The GM, WM, and ventricular RAVENS maps were used as inputs for a previously described and validated SVM-based pattern classifier named Classification of Morphological Patterns Using Adaptive Regional Elements (COMPARE) [7] ( In this method, voxelwise correlations between RAVENS maps and group membership are used to identify voxels that are candidates to be useful for intergroup discrimination. To achieve the necessary dimensionality reduction, a watershed segmentation algorithm is then used to group voxels into regional clusters and to identify the most relevant features to classification (group discrimination) [7]. This approach also works as an initial feature selection step, reducing the initial dimensionality of the data from millions of variables to a relatively small set of regional volumetric measurements, which the subsequent classifier can handle successfully. In order to improve the spatial consistency of the watershed-derived regional volumetric elements and also to minimize the inclusion of voxels not relevant for the classification (which might reduce the discriminative power), the degree of agreement among all features in its spatial neighborhood is computed by an intraclass correlation coefficient, and a region-growing method based on the Pearson correlation coefficient is employed [7]. Here, the voxel with the highest discriminative power in each watershed-derived region is first selected, and the neighboring voxels are included as long as their inclusion will not decrease the discriminative power of the regional feature. Finally, a feature-selection technique based on SVM criteria is used to select a subset of the top-ranked features that optimizes the performance of the classifier, constituting the “morphological signature” of each group under study which is used by the classifier [7]. The COMPARE classifier, then, employs a nonlinear SVM method to assign a class label to each image under study (individual classification of the MRI scans) through a Gaussian radial basis function kernel.

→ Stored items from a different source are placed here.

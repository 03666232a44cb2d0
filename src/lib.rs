pub mod cli;
pub mod commands;
pub mod db;
pub mod error;
pub mod logging;
pub mod market;
pub mod state;

use clap::Parser;
use cli::{Args, ConsoleCommand, HELP};
use commands::{
    health::health,
    trackers::{
        add_tracker, remove_tracker, restore_credential, select_tracker_symbol, set_auth_token,
        tracker_depth, tracker_statuses, SelectSymbolArgs,
    },
};
use db::initialize_pool;
use error::AppError;
use market::persistence::SqliteCredentialStore;
use market::registry::TrackerRegistry;
use market::stockbit::StockbitClient;
use market::types::{OrderBookRow, TrackerEvent};
use state::AppState;
use std::sync::Arc;
use tokio::io::{AsyncBufReadExt, BufReader};
use tokio::sync::broadcast;
use tokio_util::sync::CancellationToken;
use tracing::{info, warn};

pub fn run() -> Result<(), AppError> {
    let args = Args::parse();
    let runtime = tokio::runtime::Builder::new_current_thread()
        .enable_all()
        .build()?;
    let result = runtime.block_on(serve(args));
    // A pending stdin read would otherwise hold the runtime open.
    runtime.shutdown_background();
    result
}

pub async fn serve(args: Args) -> Result<(), AppError> {
    let config = args.poller_settings().normalize()?;
    let db_pool = initialize_pool(args.db_path.as_deref()).await?;
    let credential_store = Arc::new(SqliteCredentialStore::new(db_pool.clone()));
    let source = Arc::new(StockbitClient::new(&config)?);

    info!(
        base_url = %config.base_url,
        poll_interval_ms = config.poll_interval.as_millis() as u64,
        depth_rows = config.depth_rows,
        "starting quote desk"
    );
    let registry = TrackerRegistry::new(source, config);
    let events = registry.subscribe();
    let state = AppState::new(db_pool.clone(), credential_store, registry);

    let logger_token = CancellationToken::new();
    let logger = tokio::spawn(log_tracker_events(events, logger_token.clone()));

    bootstrap(&state, &args).await?;
    println!("{HELP}");
    read_console(&state).await;

    state.registry.lock().await.shutdown().await;
    logger_token.cancel();
    let _ = logger.await;
    db_pool.close().await;
    info!("quote desk stopped");
    Ok(())
}

async fn bootstrap(state: &AppState, args: &Args) -> Result<(), AppError> {
    match args.token.as_deref() {
        Some(token) => {
            set_auth_token(state, token).await?;
        }
        None => {
            let restored = restore_credential(state).await?;
            if !restored.has_credential {
                warn!("no access token configured; trackers stay idle until 'token <value>'");
            }
        }
    }

    for (index, symbol) in args.initial_symbols().into_iter().enumerate() {
        let id = if index == 0 {
            state.registry.lock().await.first_id()
        } else {
            Some(add_tracker(state).await?.id)
        };
        let Some(id) = id else {
            continue;
        };
        select_tracker_symbol(state, SelectSymbolArgs { id: id.0, symbol }).await?;
    }
    Ok(())
}

async fn log_tracker_events(
    mut events: broadcast::Receiver<TrackerEvent>,
    cancel_token: CancellationToken,
) {
    loop {
        let event = tokio::select! {
            _ = cancel_token.cancelled() => break,
            event = events.recv() => event,
        };

        match event {
            Ok(TrackerEvent::Updated(snapshot)) => info!("{}", snapshot.summary()),
            Ok(TrackerEvent::Removed { id }) => info!(tracker = %id, "tracker removed"),
            Err(broadcast::error::RecvError::Lagged(skipped)) => {
                warn!(skipped, "event log fell behind")
            }
            Err(broadcast::error::RecvError::Closed) => break,
        }
    }
}

async fn read_console(state: &AppState) {
    let mut lines = BufReader::new(tokio::io::stdin()).lines();

    loop {
        let line = tokio::select! {
            _ = tokio::signal::ctrl_c() => break,
            line = lines.next_line() => line,
        };

        let line = match line {
            Ok(Some(line)) => line,
            Ok(None) => break,
            Err(error) => {
                warn!(%error, "failed to read console input");
                break;
            }
        };

        let command = match ConsoleCommand::parse(&line) {
            Ok(Some(command)) => command,
            Ok(None) => continue,
            Err(error) => {
                println!("{error}");
                continue;
            }
        };
        if command == ConsoleCommand::Quit {
            break;
        }

        match execute(state, command).await {
            Ok(output) => println!("{output}"),
            Err(error) => println!("{error}"),
        }
    }
}

fn depth_line(bid: &OrderBookRow, offer: &OrderBookRow) -> String {
    format!(
        "{:>6} {:>8} {:>10} | {:<10} {:<8} {:<6}",
        bid.que_num, bid.volume, bid.price, offer.price, offer.volume, offer.que_num
    )
}

async fn execute(state: &AppState, command: ConsoleCommand) -> Result<String, AppError> {
    let output = match command {
        ConsoleCommand::Add => {
            let tracked = add_tracker(state).await?;
            format!("added tracker {}", tracked.id)
        }
        ConsoleCommand::Remove(id) => {
            if remove_tracker(state, id).await?.removed {
                format!("removed tracker #{id}")
            } else {
                "the last tracker cannot be removed".to_string()
            }
        }
        ConsoleCommand::Select { id, symbol } => {
            let tracked = select_tracker_symbol(state, SelectSymbolArgs { id, symbol }).await?;
            if tracked.symbol.is_empty() {
                format!("tracker {} cleared", tracked.id)
            } else {
                format!("tracker {} now follows {}", tracked.id, tracked.symbol)
            }
        }
        ConsoleCommand::Token(value) => {
            let result = set_auth_token(state, &value).await?;
            if result.has_credential {
                format!("token saved, {} tracker(s) polling", result.active_trackers)
            } else {
                "token cleared, every tracker is idle".to_string()
            }
        }
        ConsoleCommand::Status => tracker_statuses(state)
            .await?
            .iter()
            .map(|snapshot| snapshot.summary())
            .collect::<Vec<_>>()
            .join("\n"),
        ConsoleCommand::Book(id) => {
            let depth = tracker_depth(state, id).await?;
            let mut lines = vec![format!("{} {}", depth.id, depth.symbol)];
            lines.extend(
                depth
                    .bids
                    .iter()
                    .zip(depth.offers.iter())
                    .map(|(bid, offer)| depth_line(bid, offer)),
            );
            lines.join("\n")
        }
        ConsoleCommand::Health => {
            let report = health(state).await?;
            format!(
                "status={} db={} uptime_ms={} trackers={} active={} token={}",
                report.status,
                report.db,
                report.uptime_ms,
                report.trackers,
                report.active_trackers,
                report.has_credential
            )
        }
        ConsoleCommand::Help => HELP.to_string(),
        ConsoleCommand::Quit => String::new(),
    };
    Ok(output)
}
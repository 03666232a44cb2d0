use crate::error::AppError;
use crate::market::poller::{InstrumentPoller, PollerContext};
use crate::market::stockbit::QuoteSource;
use crate::market::types::{
    normalize_symbol, PollerConfig, TrackedInstrument, TrackerEvent, TrackerId, TrackerSnapshot,
};
use futures_util::future::join_all;
use std::collections::BTreeMap;
use std::sync::Arc;
use tokio::sync::broadcast;
use tracing::info;

const EVENT_CHANNEL_CAPACITY: usize = 256;

/// The set of tracked instruments. Never empty: it starts with one tracker
/// and refuses to remove the last one.
pub struct TrackerRegistry {
    context: PollerContext,
    credential: String,
    next_id: u64,
    pollers: BTreeMap<TrackerId, InstrumentPoller>,
}

impl TrackerRegistry {
    pub fn new(source: Arc<dyn QuoteSource>, config: PollerConfig) -> Self {
        let (events, _) = broadcast::channel(EVENT_CHANNEL_CAPACITY);
        let mut registry = Self {
            context: PollerContext {
                source,
                config,
                events,
            },
            credential: String::new(),
            next_id: 1,
            pollers: BTreeMap::new(),
        };
        registry.add();
        registry
    }

    pub fn config(&self) -> &PollerConfig {
        &self.context.config
    }

    pub fn subscribe(&self) -> broadcast::Receiver<TrackerEvent> {
        self.context.events.subscribe()
    }

    pub fn has_credential(&self) -> bool {
        !self.credential.is_empty()
    }

    pub fn len(&self) -> usize {
        self.pollers.len()
    }

    pub fn is_empty(&self) -> bool {
        self.pollers.is_empty()
    }

    pub fn active_count(&self) -> usize {
        self.pollers
            .values()
            .filter(|poller| poller.is_active())
            .count()
    }

    pub fn first_id(&self) -> Option<TrackerId> {
        self.pollers.keys().next().copied()
    }

    pub fn tracked(&self) -> Vec<TrackedInstrument> {
        self.pollers
            .values()
            .map(|poller| TrackedInstrument {
                id: poller.id(),
                symbol: poller.symbol().to_string(),
            })
            .collect()
    }

    pub fn add(&mut self) -> TrackedInstrument {
        let id = TrackerId(self.next_id);
        self.next_id += 1;

        let poller = InstrumentPoller::new(id, self.credential.clone(), self.context.clone());
        self.pollers.insert(id, poller);
        let _ = self
            .context
            .events
            .send(TrackerEvent::Updated(TrackerSnapshot::idle(id)));
        info!(tracker = %id, "tracker added");

        TrackedInstrument {
            id,
            symbol: String::new(),
        }
    }

    /// Returns `Ok(false)` when `id` is the only tracker left.
    pub async fn remove(&mut self, id: TrackerId) -> Result<bool, AppError> {
        if self.pollers.len() <= 1 {
            return Ok(false);
        }

        let poller = self
            .pollers
            .remove(&id)
            .ok_or(AppError::TrackerNotFound(id.0))?;
        poller.shutdown().await;
        let _ = self.context.events.send(TrackerEvent::Removed { id });
        info!(tracker = %id, "tracker removed");

        Ok(true)
    }

    pub async fn select_symbol(
        &mut self,
        id: TrackerId,
        raw_symbol: &str,
    ) -> Result<TrackedInstrument, AppError> {
        let poller = self
            .pollers
            .get_mut(&id)
            .ok_or(AppError::TrackerNotFound(id.0))?;
        let symbol = normalize_symbol(raw_symbol)?;

        poller.set_symbol(symbol.clone()).await;
        Ok(TrackedInstrument { id, symbol })
    }

    /// Restarts every tracker that has a symbol with the new credential.
    /// Setting the value already in use is a no-op.
    pub async fn set_credential(&mut self, value: &str) {
        let credential = value.trim().to_string();
        if credential == self.credential {
            return;
        }
        self.credential = credential;

        let credential = &self.credential;
        join_all(
            self.pollers
                .values_mut()
                .map(|poller| poller.set_credential(credential.clone())),
        )
        .await;
        info!(
            active = self.active_count(),
            cleared = credential.is_empty(),
            "credential updated"
        );
    }

    pub async fn snapshot(&self, id: TrackerId) -> Result<TrackerSnapshot, AppError> {
        let poller = self
            .pollers
            .get(&id)
            .ok_or(AppError::TrackerNotFound(id.0))?;
        Ok(poller.snapshot().await)
    }

    pub async fn snapshots(&self) -> Vec<TrackerSnapshot> {
        join_all(self.pollers.values().map(|poller| poller.snapshot())).await
    }

    pub async fn shutdown(&mut self) {
        let pollers = std::mem::take(&mut self.pollers);
        join_all(pollers.into_values().map(|poller| poller.shutdown())).await;
    }
}
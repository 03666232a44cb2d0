fn main() {
    quote_desk_lib::logging::init();

    if let Err(error) = quote_desk_lib::run() {
        tracing::error!(%error, "quote desk failed");
        std::process::exit(1);
    }
}
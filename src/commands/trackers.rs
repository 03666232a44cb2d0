use crate::error::AppError;
use crate::market::orderbook::align_depth;
use crate::market::types::{OrderBookRow, TrackedInstrument, TrackerId, TrackerSnapshot};
use crate::state::AppState;
use serde::{Deserialize, Serialize};
use tracing::info;

#[derive(Debug, Clone, Deserialize)]
#[serde(rename_all = "camelCase")]
pub struct SelectSymbolArgs {
    pub id: u64,
    pub symbol: String,
}

#[derive(Debug, Clone, Serialize, PartialEq, Eq)]
#[serde(rename_all = "camelCase")]
pub struct TrackerRemoveResult {
    pub removed: bool,
}

#[derive(Debug, Clone, Serialize, PartialEq, Eq)]
#[serde(rename_all = "camelCase")]
pub struct CredentialResult {
    pub has_credential: bool,
    pub active_trackers: usize,
}

/// Order book of one tracker cut to the configured depth. Both sides always
/// hold exactly `rows` entries so they can be laid out side by side.
#[derive(Debug, Clone, Serialize, PartialEq)]
#[serde(rename_all = "camelCase")]
pub struct TrackerDepth {
    pub id: TrackerId,
    pub symbol: String,
    pub rows: usize,
    pub bids: Vec<OrderBookRow>,
    pub offers: Vec<OrderBookRow>,
}

pub async fn add_tracker(state: &AppState) -> Result<TrackedInstrument, AppError> {
    let mut registry = state.registry.lock().await;
    Ok(registry.add())
}

pub async fn remove_tracker(state: &AppState, id: u64) -> Result<TrackerRemoveResult, AppError> {
    let mut registry = state.registry.lock().await;
    let removed = registry.remove(TrackerId(id)).await?;
    Ok(TrackerRemoveResult { removed })
}

pub async fn select_tracker_symbol(
    state: &AppState,
    args: SelectSymbolArgs,
) -> Result<TrackedInstrument, AppError> {
    let mut registry = state.registry.lock().await;
    registry.select_symbol(TrackerId(args.id), &args.symbol).await
}

/// Persists the credential first so a storage failure leaves the running
/// trackers untouched.
pub async fn set_auth_token(state: &AppState, value: &str) -> Result<CredentialResult, AppError> {
    state.credential_store.save(value).await?;

    let mut registry = state.registry.lock().await;
    registry.set_credential(value).await;
    Ok(CredentialResult {
        has_credential: registry.has_credential(),
        active_trackers: registry.active_count(),
    })
}

/// Pushes the stored credential, if any, into the registry.
pub async fn restore_credential(state: &AppState) -> Result<CredentialResult, AppError> {
    let stored = state.credential_store.load().await?;

    let mut registry = state.registry.lock().await;
    if let Some(value) = stored {
        info!("restoring saved credential");
        registry.set_credential(&value).await;
    }
    Ok(CredentialResult {
        has_credential: registry.has_credential(),
        active_trackers: registry.active_count(),
    })
}

pub async fn tracker_statuses(state: &AppState) -> Result<Vec<TrackerSnapshot>, AppError> {
    let registry = state.registry.lock().await;
    Ok(registry.snapshots().await)
}

pub async fn tracker_depth(state: &AppState, id: u64) -> Result<TrackerDepth, AppError> {
    let registry = state.registry.lock().await;
    let rows = registry.config().depth_rows;
    let snapshot = registry.snapshot(TrackerId(id)).await?;

    let (bids, offers) = match &snapshot.quote.data {
        Some(quote) => quote.depth(rows),
        None => align_depth(&[], &[], rows),
    };

    Ok(TrackerDepth {
        id: snapshot.id,
        symbol: snapshot.symbol,
        rows,
        bids,
        offers,
    })
}
#[derive(Debug, Clone, Default, Deserialize)]
#[serde(default)]
pub struct RawQuoteData {
    #[serde(deserialize_with = "null_as_default")]
    pub bid: Vec<RawRow>,
    #[serde(deserialize_with = "null_as_default")]
    pub offer: Vec<RawRow>,
    #[serde(deserialize_with = "lenient_optional_number")]
    pub average: Option<f64>,
    #[serde(deserialize_with = "lenient_number")]
    pub lastprice: f64,
    #[serde(deserialize_with = "lenient_number")]
    pub change: f64,
    #[serde(deserialize_with = "lenient_number")]
    pub percentage_change: f64,
    #[serde(deserialize_with = "lenient_number")]
    pub open: f64,
    #[serde(deserialize_with = "lenient_number")]
    pub high: f64,
    #[serde(deserialize_with = "lenient_number")]
    pub low: f64,
    #[serde(deserialize_with = "lenient_number")]
    pub previous: f64,
    #[serde(deserialize_with = "lenient_number")]
    pub volume: f64,
    #[serde(deserialize_with = "lenient_number")]
    pub value: f64,
    #[serde(deserialize_with = "lenient_number")]
    pub frequency: f64,
    #[serde(deserialize_with = "lenient_text")]
    pub symbol: String,
    #[serde(deserialize_with = "null_as_default")]
    pub total_bid_offer: RawTotalBidOffer,
}

#[derive(Debug, Clone, Default, Deserialize)]
#[serde(default)]
pub struct RawRow {
    #[serde(deserialize_with = "lenient_text")]
    pub price: String,
    #[serde(deserialize_with = "lenient_text")]
    pub que_num: String,
    #[serde(deserialize_with = "lenient_text")]
    pub volume: String,
    #[serde(deserialize_with = "lenient_text")]
    pub change_percentage: String,
}

#[derive(Debug, Clone, Default, Deserialize)]
#[serde(default)]
pub struct RawTotalBidOffer {
    #[serde(deserialize_with = "null_as_default")]
    pub bid: RawSideTotal,
    #[serde(deserialize_with = "null_as_default")]
    pub offer: RawSideTotal,
}

#[derive(Debug, Clone, Default, Deserialize)]
#[serde(default)]
pub struct RawSideTotal {
    #[serde(deserialize_with = "lenient_text")]
    pub freq: String,
    #[serde(deserialize_with = "lenient_text")]
    pub lot: String,
}

#[derive(Debug, Clone, Default, Deserialize)]
#[serde(default)]
pub struct RawChartPayload {
    pub data: Option<RawChartData>,
    pub message: Option<String>,
}

#[derive(Debug, Clone, Default, Deserialize)]
#[serde(default)]
pub struct RawChartData {
    #[serde(deserialize_with = "null_as_default")]
    pub buy: Vec<RawEvent>,
    #[serde(deserialize_with = "null_as_default")]
    pub sell: Vec<RawEvent>,
}
use crate::market::persistence::CredentialStore;
use crate::market::registry::TrackerRegistry;
use sqlx::SqlitePool;
use std::sync::Arc;
use std::time::Instant;
use tokio::sync::Mutex;

pub struct AppState {
    pub started_at: Instant,
    pub db_pool: SqlitePool,
    pub credential_store: Arc<dyn CredentialStore>,
    pub registry: Mutex<TrackerRegistry>,
}

impl AppState {
    pub fn new(
        db_pool: SqlitePool,
        credential_store: Arc<dyn CredentialStore>,
        registry: TrackerRegistry,
    ) -> Self {
        Self {
            started_at: Instant::now(),
            db_pool,
            credential_store,
            registry: Mutex::new(registry),
        }
    }
}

Although other theoretical frameworks for pattern recognition analyses are available [10, 21], SVM with sufficient dimensionality reduction is currently one of the most widely employed pattern classification models in the study of neuropsychiatric disorders [5, 6]. SVM is a powerful pattern classification method that works to find a line or “decision boundary” that better separates two groups [39]. This boundary may be depicted either by a hyperplane—in the case of linear classifiers—or by a more general hypersurface—when a nonlinear SVM is used—in the high-dimensional feature space where the vectors representing each brain under study are projected [39]. Differently from other hyperplane-based classifiers, however, the SVM focuses its analysis on those brains (or vectors) that are more closely located to or on the hypersurface separating the two groups, which are called the “support vectors,” maximizing the distance between the nearest vectors of the two groups. Thus, a SVM classifier inherently focuses on subtle between-group morphological differences and not on gross differences that are easily identifiable [39].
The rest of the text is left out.